____ Source data
#[cfg(test)]
mod tests {
    use super::*;
    use crate::traits::{ChannelReceiver, ConnectorEvent, ConnectorId};
    use ecology_protocol::Value;
    use tokio::sync::mpsc;

    type Events = mpsc::UnboundedReceiver<(ConnectorId, ConnectorEvent)>;

    fn connector(role: ConnectorRole, address: String, id: ConnectorId) -> (WebSocketConnector, Events) {
        let (tx, rx) = mpsc::unbounded_channel();
        let mut connector = WebSocketConnector::new(
            role,
            WebSocketConfig {
                address,
                reconnect_interval: Duration::from_millis(50),
                ..Default::default()
            },
        );
        connector.set_receiver(Arc::new(ChannelReceiver::new(id, tx)));
        (connector, rx)
    }

    async fn wait_for(events: &mut Events, mut pred: impl FnMut(&ConnectorEvent) -> bool) -> ConnectorEvent {
        tokio::time::timeout(Duration::from_secs(5), async {
            loop {
                let (_, event) = events.recv().await.expect("event channel closed");
                if pred(&event) {
                    return event;
                }
            }
        })
        .await
        .expect("timed out waiting for connector event")
    }

    #[test]
    fn test_websocket_config_default() {
        let config = WebSocketConfig::default();
        assert_eq!(config.max_message_size, frame::MAX_FRAME_SIZE);
        assert_eq!(config.reconnect_interval, Duration::from_secs(1));
    }

    #[test]
    fn test_client_url() {
        let plain = WebSocketConnector::new(ConnectorRole::CoreClient, WebSocketConfig::default());
        assert_eq!(plain.url(), "ws://127.0.0.1:9000");

        let explicit = WebSocketConnector::new(
            ConnectorRole::CoreClient,
            WebSocketConfig {
                address: "ws://hub.local:80/ecology".into(),
                ..Default::default()
            },
        );
        assert_eq!(explicit.url(), "ws://hub.local:80/ecology");
    }

    #[tokio::test]
    async fn test_server_and_client_exchange_messages() {
        let (mut server, mut server_events) =
            connector(ConnectorRole::CoreServer, "127.0.0.1:0".into(), 0);
        server.connect(ConnectContext::new("hub")).await.unwrap();
        let addr = server.local_addr().unwrap();
        assert!(server.is_connected());

        let (mut client, mut client_events) =
            connector(ConnectorRole::CoreClient, addr.to_string(), 1);
        client.connect(ConnectContext::new("phone")).await.unwrap();

        wait_for(&mut client_events, |e| {
            *e == ConnectorEvent::DeviceConnected(DeviceId::new("hub"))
        })
        .await;
        wait_for(&mut server_events, |e| {
            *e == ConnectorEvent::DeviceConnected(DeviceId::new("phone"))
        })
        .await;
        assert!(client.is_connected());

        let msg = EcologyMessage::new(vec![Value::from("tap")]).with_source("phone");
        client.send_message(&msg).unwrap();

        let received = wait_for(&mut server_events, |e| matches!(e, ConnectorEvent::Message(_))).await;
        assert_eq!(received, ConnectorEvent::Message(msg));

        client.disconnect().await.unwrap();
        wait_for(&mut server_events, |e| {
            *e == ConnectorEvent::DeviceDisconnected(DeviceId::new("phone"))
        })
        .await;
        server.disconnect().await.unwrap();
        assert!(!server.is_connected());
    }

    #[tokio::test]
    async fn test_server_relays_between_clients() {
        let (mut server, _server_events) =
            connector(ConnectorRole::DependentServer, "127.0.0.1:0".into(), 0);
        server.connect(ConnectContext::new("hub")).await.unwrap();
        let addr = server.local_addr().unwrap().to_string();

        let (mut a, mut a_events) = connector(ConnectorRole::DependentClient, addr.clone(), 1);
        let (mut b, mut b_events) = connector(ConnectorRole::DependentClient, addr, 2);
        a.connect(ConnectContext::new("a")).await.unwrap();
        wait_for(&mut a_events, |e| *e == ConnectorEvent::Connected).await;
        b.connect(ConnectContext::new("b")).await.unwrap();

        // b learns about a through the server
        wait_for(&mut b_events, |e| {
            *e == ConnectorEvent::DeviceConnected(DeviceId::new("a"))
        })
        .await;
        wait_for(&mut a_events, |e| {
            *e == ConnectorEvent::DeviceConnected(DeviceId::new("b"))
        })
        .await;

        // the reference may be any client, so server-bound messages pass too
        let server_bound = EcologyMessage::new(vec![Value::from(1)]).with_source("a").for_server();
        let broadcast = EcologyMessage::new(vec![Value::from(2)]).with_source("a");
        a.send_message(&server_bound).unwrap();
        a.send_message(&broadcast).unwrap();

        let first = wait_for(&mut b_events, |e| matches!(e, ConnectorEvent::Message(_))).await;
        assert_eq!(first, ConnectorEvent::Message(server_bound));
        let second = wait_for(&mut b_events, |e| matches!(e, ConnectorEvent::Message(_))).await;
        assert_eq!(second, ConnectorEvent::Message(broadcast));

        a.disconnect().await.unwrap();
        b.disconnect().await.unwrap();
        server.disconnect().await.unwrap();
    }

    #[tokio::test]
    async fn test_large_message_within_default_limit() {
        let (mut server, _server_events) =
            connector(ConnectorRole::CoreServer, "127.0.0.1:0".into(), 0);
        server.connect(ConnectContext::new("hub")).await.unwrap();
        let addr = server.local_addr().unwrap();

        let (mut client, mut client_events) =
            connector(ConnectorRole::CoreClient, addr.to_string(), 1);
        client.connect(ConnectContext::new("phone")).await.unwrap();
        wait_for(&mut client_events, |e| {
            *e == ConnectorEvent::DeviceConnected(DeviceId::new("hub"))
        })
        .await;

        // a snapshot well past the old 64 KB cap
        let snapshot = EcologyMessage::new(vec![Value::Blob(Bytes::from(vec![7u8; 200 * 1024]))])
            .with_source("hub")
            .for_devices([DeviceId::new("phone")]);
        server.send_message(&snapshot).unwrap();

        let received = wait_for(&mut client_events, |e| matches!(e, ConnectorEvent::Message(_))).await;
        assert_eq!(received, ConnectorEvent::Message(snapshot));

        client.disconnect().await.unwrap();
        server.disconnect().await.unwrap();
    }

    #[tokio::test]
    async fn test_oversized_frame_dropped() {
        let (mut server, _server_events) =
            connector(ConnectorRole::CoreServer, "127.0.0.1:0".into(), 0);
        server.connect(ConnectContext::new("hub")).await.unwrap();
        let addr = server.local_addr().unwrap();

        let (tx, mut client_events) = mpsc::unbounded_channel();
        let mut client = WebSocketConnector::new(
            ConnectorRole::CoreClient,
            WebSocketConfig {
                address: addr.to_string(),
                max_message_size: 1024,
                reconnect_interval: Duration::from_millis(50),
                ..Default::default()
            },
        );
        client.set_receiver(Arc::new(ChannelReceiver::new(1, tx)));
        client.connect(ConnectContext::new("phone")).await.unwrap();
        wait_for(&mut client_events, |e| {
            *e == ConnectorEvent::DeviceConnected(DeviceId::new("hub"))
        })
        .await;

        let large = EcologyMessage::new(vec![Value::Blob(Bytes::from(vec![0u8; 4096]))]).with_source("hub");
        let small = EcologyMessage::new(vec![Value::from(1)]).with_source("hub");
        server.send_message(&large).unwrap();
        server.send_message(&small).unwrap();

        let received = wait_for(&mut client_events, |e| matches!(e, ConnectorEvent::Message(_))).await;
        assert_eq!(received, ConnectorEvent::Message(small));

        client.disconnect().await.unwrap();
        server.disconnect().await.unwrap();
    }

    #[tokio::test]
    async fn test_client_reports_not_connected_until_dialed() {
        let (mut client, _events) =
            connector(ConnectorRole::CoreClient, "127.0.0.1:1".into(), 0);
        client.connect(ConnectContext::new("phone")).await.unwrap();
        assert!(!client.is_connected());
        assert!(matches!(
            client.send_message(&EcologyMessage::default()),
            Err(TransportError::NotConnected)
        ));
        client.disconnect().await.unwrap();
    }
}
________
§ Problem to work on:
Output each line of the listing above that has "Duration".

§ Solution for this task:
                reconnect_interval: Duration::from_millis(50),
        tokio::time::timeout(Duration::from_secs(5), async {
        assert_eq!(config.reconnect_interval, Duration::from_secs(1));
                reconnect_interval: Duration::from_millis(50),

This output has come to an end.